Abdominal cramps, agitation, anxiety, black tongue, blurred vision, breast development in males, breast enlargement, confusion, constipation, delusions, diarrhea, dilation of pupils, disorientation, dizziness, drowsiness, dry mouth, excessive or spontaneous flow of milk, excessive urination at night, fatigue, fever, fluid retention, flushing, frequent urination, hair loss, hallucinations, headache, heart attack, high or low blood pressure, high or low blood sugar, hives, impotence, inability to sleep, inability to urinate, increased or decreased sex drive, inflammation of the mouth, intestinal blockage, itching, loss of appetite, loss of coordination, nausea, nightmares, numbness, panic, perspiration, pins and needles in the arms and legs, rapid, fluttery, or irregular heartbeat, rash, reddish or purplish spots on skin, restlessness, ringing in the ears, seizures, sensitivity to light, stomach upset, strange taste, stroke, swelling of the testicles, swollen glands, tingling, tremors, vision problems, vomiting, weakness, weight gain or loss, yellow eyes and skin


Side effects due to rapid decrease or abrupt withdrawal from Pamelor after a long term of treatment include:


Headache, nausea, vague feeling of bodily discomfort


  The side effects are as bad as the disease......Doctors are allowed to prescribe these......AND NOT MARIJUANA!

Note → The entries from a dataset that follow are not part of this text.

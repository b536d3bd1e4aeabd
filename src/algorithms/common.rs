use crate::algorithms::Algorithm;
use crate::grid::{Grid, Position};
use rustc_hash::FxHashMap;
use serde::{Deserialize, Serialize};
use std::cmp::Ordering;
use std::collections::BinaryHeap;
use std::fmt;

/// A search that advances one expansion per call to [`Search::step`].
///
/// Implementations own all their bookkeeping (frontier, closed set, node
/// table) and only ever read the grid, so several searches can run over one
/// shared snapshot.
pub trait Search: Send {
    fn algorithm(&self) -> Algorithm;

    /// Pops and finalizes the next frontier node.
    fn step(&mut self, grid: &Grid) -> Step;
}

/// Outcome of one expansion.
#[derive(Debug, Clone, PartialEq, Eq)]
pub enum Step {
    /// A node was expanded. Carries the position if this is the first time
    /// the run finalized it.
    Expanded(Option<Position>),
    /// The goal was finalized. `examined` holds the positions finalized by
    /// this last expansion, the goal included.
    Reached {
        examined: Vec<Position>,
        path: Vec<Position>,
        complexity: usize,
    },
    /// The frontier ran dry before reaching the goal.
    Exhausted(FailureReason),
}

impl Step {
    pub(crate) fn reached(goal: Position, nodes: &NodeTable) -> Step {
        Step::Reached {
            examined: vec![goal],
            path: nodes.path_to(goal),
            complexity: nodes.links(),
        }
    }
}

/// Why a run ended without a path. Both are ordinary search outcomes.
#[derive(Debug, Clone, Copy, PartialEq, Eq, Hash, Serialize, Deserialize)]
#[serde(rename_all = "snake_case")]
pub enum FailureReason {
    Unreachable,
    /// Beam search discarded candidates and then ran out of them.
    BeamExhausted,
}

impl fmt::Display for FailureReason {
    fn fmt(&self, f: &mut fmt::Formatter<'_>) -> fmt::Result {
        match self {
            FailureReason::Unreachable => f.write_str("unreachable"),
            FailureReason::BeamExhausted => f.write_str("beam_exhausted"),
        }
    }
}

/// Tuning knobs for the bounded searches.
#[derive(Debug, Clone, Copy, PartialEq, Eq)]
pub struct SearchOptions {
    /// Candidates kept per beam layer.
    pub beam_width: usize,
    /// Deepest IDDFS cutoff. `None` uses the grid's traversable cell count,
    /// which no shortest path can exceed.
    pub max_depth: Option<usize>,
}

pub const DEFAULT_BEAM_WIDTH: usize = 3;

impl Default for SearchOptions {
    fn default() -> Self {
        SearchOptions {
            beam_width: DEFAULT_BEAM_WIDTH,
            max_depth: None,
        }
    }
}

/// Manhattan distance, admissible and consistent on a 4-connected unit grid.
pub fn heuristic(from: Position, to: Position) -> u32 {
    from.manhattan(&to) as u32
}

/// Per-run bookkeeping for one discovered position.
#[derive(Debug, Clone, Copy, PartialEq, Eq)]
pub struct SearchNode {
    /// Cost from the start along the recorded parent chain.
    pub g: u32,
    /// Heuristic estimate to the goal.
    pub h: u32,
    pub parent: Option<Position>,
}

impl SearchNode {
    pub fn root(h: u32) -> Self {
        SearchNode { g: 0, h, parent: None }
    }

    pub fn f(&self) -> u32 {
        self.g + self.h
    }
}

/// Run-local node table keyed by position.
///
/// Parents are plain positions, so path reconstruction is a lookup chain with
/// no ownership between nodes.
#[derive(Debug, Default)]
pub struct NodeTable {
    nodes: FxHashMap<Position, SearchNode>,
}

impl NodeTable {
    pub fn new() -> Self {
        Self::default()
    }

    pub fn get(&self, pos: Position) -> Option<&SearchNode> {
        self.nodes.get(&pos)
    }

    pub fn contains(&self, pos: Position) -> bool {
        self.nodes.contains_key(&pos)
    }

    pub fn insert(&mut self, pos: Position, node: SearchNode) {
        self.nodes.insert(pos, node);
    }

    pub fn g(&self, pos: Position) -> u32 {
        self.nodes.get(&pos).map_or(u32::MAX, |node| node.g)
    }

    pub fn len(&self) -> usize {
        self.nodes.len()
    }

    pub fn is_empty(&self) -> bool {
        self.nodes.is_empty()
    }

    /// Number of recorded predecessor links.
    pub fn links(&self) -> usize {
        self.nodes.values().filter(|node| node.parent.is_some()).count()
    }

    pub fn clear(&mut self) {
        self.nodes.clear();
    }

    /// Follows parents from `to` back to the root, returned root first.
    pub fn path_to(&self, to: Position) -> Vec<Position> {
        let mut path = vec![to];
        let mut current = to;
        while let Some(parent) = self.nodes.get(&current).and_then(|node| node.parent) {
            // A chain longer than the table means a cycle, which the searches never build.
            if path.len() > self.nodes.len() {
                break;
            }
            path.push(parent);
            current = parent;
        }
        path.reverse();
        path
    }
}

/// Heap entry ordered so that `BinaryHeap` pops the smallest key first,
/// falling back to insertion order.
#[derive(Debug, Clone, Copy, PartialEq, Eq)]
struct FrontierEntry<K> {
    key: K,
    seq: u64,
    pos: Position,
}

impl<K: Ord> Ord for FrontierEntry<K> {
    fn cmp(&self, other: &Self) -> Ordering {
        // Reversed comparison to make BinaryHeap a min-heap
        other
            .key
            .cmp(&self.key)
            .then_with(|| other.seq.cmp(&self.seq))
    }
}

impl<K: Ord> PartialOrd for FrontierEntry<K> {
    fn partial_cmp(&self, other: &Self) -> Option<Ordering> {
        Some(self.cmp(other))
    }
}

/// Min-priority frontier with FIFO tie-breaking.
#[derive(Debug)]
pub struct PriorityFrontier<K> {
    heap: BinaryHeap<FrontierEntry<K>>,
    next_seq: u64,
}

impl<K: Ord + Copy> PriorityFrontier<K> {
    pub fn new() -> Self {
        PriorityFrontier {
            heap: BinaryHeap::new(),
            next_seq: 0,
        }
    }

    pub fn push(&mut self, key: K, pos: Position) {
        self.heap.push(FrontierEntry {
            key,
            seq: self.next_seq,
            pos,
        });
        self.next_seq += 1;
    }

    pub fn pop(&mut self) -> Option<(K, Position)> {
        self.heap.pop().map(|entry| (entry.key, entry.pos))
    }

    pub fn len(&self) -> usize {
        self.heap.len()
    }

    pub fn is_empty(&self) -> bool {
        self.heap.is_empty()
    }
}

impl<K: Ord + Copy> Default for PriorityFrontier<K> {
    fn default() -> Self {
        Self::new()
    }
}

#[cfg(test)]
mod tests {
    use super::*;

    fn p(x: usize, y: usize) -> Position {
        Position::new(x, y)
    }

    #[test]
    fn frontier_pops_lowest_key_then_oldest() {
        let mut frontier = PriorityFrontier::new();
        frontier.push(3, p(0, 0));
        frontier.push(1, p(1, 0));
        frontier.push(1, p(2, 0));
        frontier.push(2, p(3, 0));

        let order: Vec<_> = std::iter::from_fn(|| frontier.pop()).collect();
        assert_eq!(
            order,
            vec![(1, p(1, 0)), (1, p(2, 0)), (2, p(3, 0)), (3, p(0, 0))]
        );
    }

    #[test]
    fn frontier_breaks_tuple_keys_lexicographically() {
        let mut frontier = PriorityFrontier::new();
        frontier.push((4, 2), p(0, 0));
        frontier.push((4, 1), p(1, 0));
        assert_eq!(frontier.pop(), Some(((4, 1), p(1, 0))));
    }

    #[test]
    fn path_to_walks_parent_chain() {
        let mut nodes = NodeTable::new();
        nodes.insert(p(0, 0), SearchNode::root(2));
        nodes.insert(
            p(1, 0),
            SearchNode {
                g: 1,
                h: 1,
                parent: Some(p(0, 0)),
            },
        );
        nodes.insert(
            p(1, 1),
            SearchNode {
                g: 2,
                h: 0,
                parent: Some(p(1, 0)),
            },
        );
        assert_eq!(nodes.path_to(p(1, 1)), vec![p(0, 0), p(1, 0), p(1, 1)]);
        assert_eq!(nodes.links(), 2);
        assert_eq!(nodes.get(p(1, 1)).map(SearchNode::f), Some(2));
    }

    #[test]
    fn heuristic_is_manhattan() {
        assert_eq!(heuristic(p(0, 0), p(3, 4)), 7);
        assert_eq!(heuristic(p(5, 1), p(2, 1)), 3);
    }
}

/// Runs a search to completion, collecting finalized positions and the final step.
#[cfg(test)]
pub(crate) fn drive(search: &mut dyn Search, grid: &Grid) -> (Vec<Position>, Step) {
    let mut visited = Vec::new();
    loop {
        match search.step(grid) {
            Step::Expanded(Some(pos)) => visited.push(pos),
            Step::Expanded(None) => {}
            Step::Reached {
                examined,
                path,
                complexity,
            } => {
                visited.extend(examined.iter().copied());
                return (
                    visited,
                    Step::Reached {
                        examined,
                        path,
                        complexity,
                    },
                );
            }
            done @ Step::Exhausted(_) => return (visited, done),
        }
    }
}

/// Checks that `path` is a connected walk over traversable cells from `start` to `end`.
#[cfg(test)]
pub(crate) fn assert_valid_path(grid: &Grid, path: &[Position], start: Position, end: Position) {
    assert_eq!(path.first(), Some(&start));
    assert_eq!(path.last(), Some(&end));
    for pair in path.windows(2) {
        assert!(
            grid.neighbors(pair[0]).contains(&pair[1]),
            "{} -> {} is not a move",
            pair[0],
            pair[1]
        );
    }
}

 I smoke to relieve alot of the side effects and for chronic pain which these drugs donot completely relieve.

 

Dammmmmmnn"GT420"...great detailed info....i feel for ya brother as i too deal with artheritice....i take VIOXX.not shure on the spellingit seems too work well fer me...again great info Bud3

 

Wow GT, thats a lot of serious medication, each with some pretty damn serious side-effects as well. which side-effects have you actually experienced yourself?

 

LOL adfaFd i've experienced a few side effects with this panel of drugs.Bear in mind i've been juggeling drugs for the past 5 years trying to find one that works,and i have yet to find a medication that doesn't have side effects.Currently i get ringing in the ears,heartburn, and 2 days of flue-like symptoms a week after i take the methotrexate (taken only once a week...thank god).Plus i keep my fingers crossed my wife doesn't get pregnant....methotrexate causes serious birth defects. Makes you wonder how Dr's can prescribe some medications

 

I suffer from some of the above discribed. What are the steps in getting your license, doctors etc.??????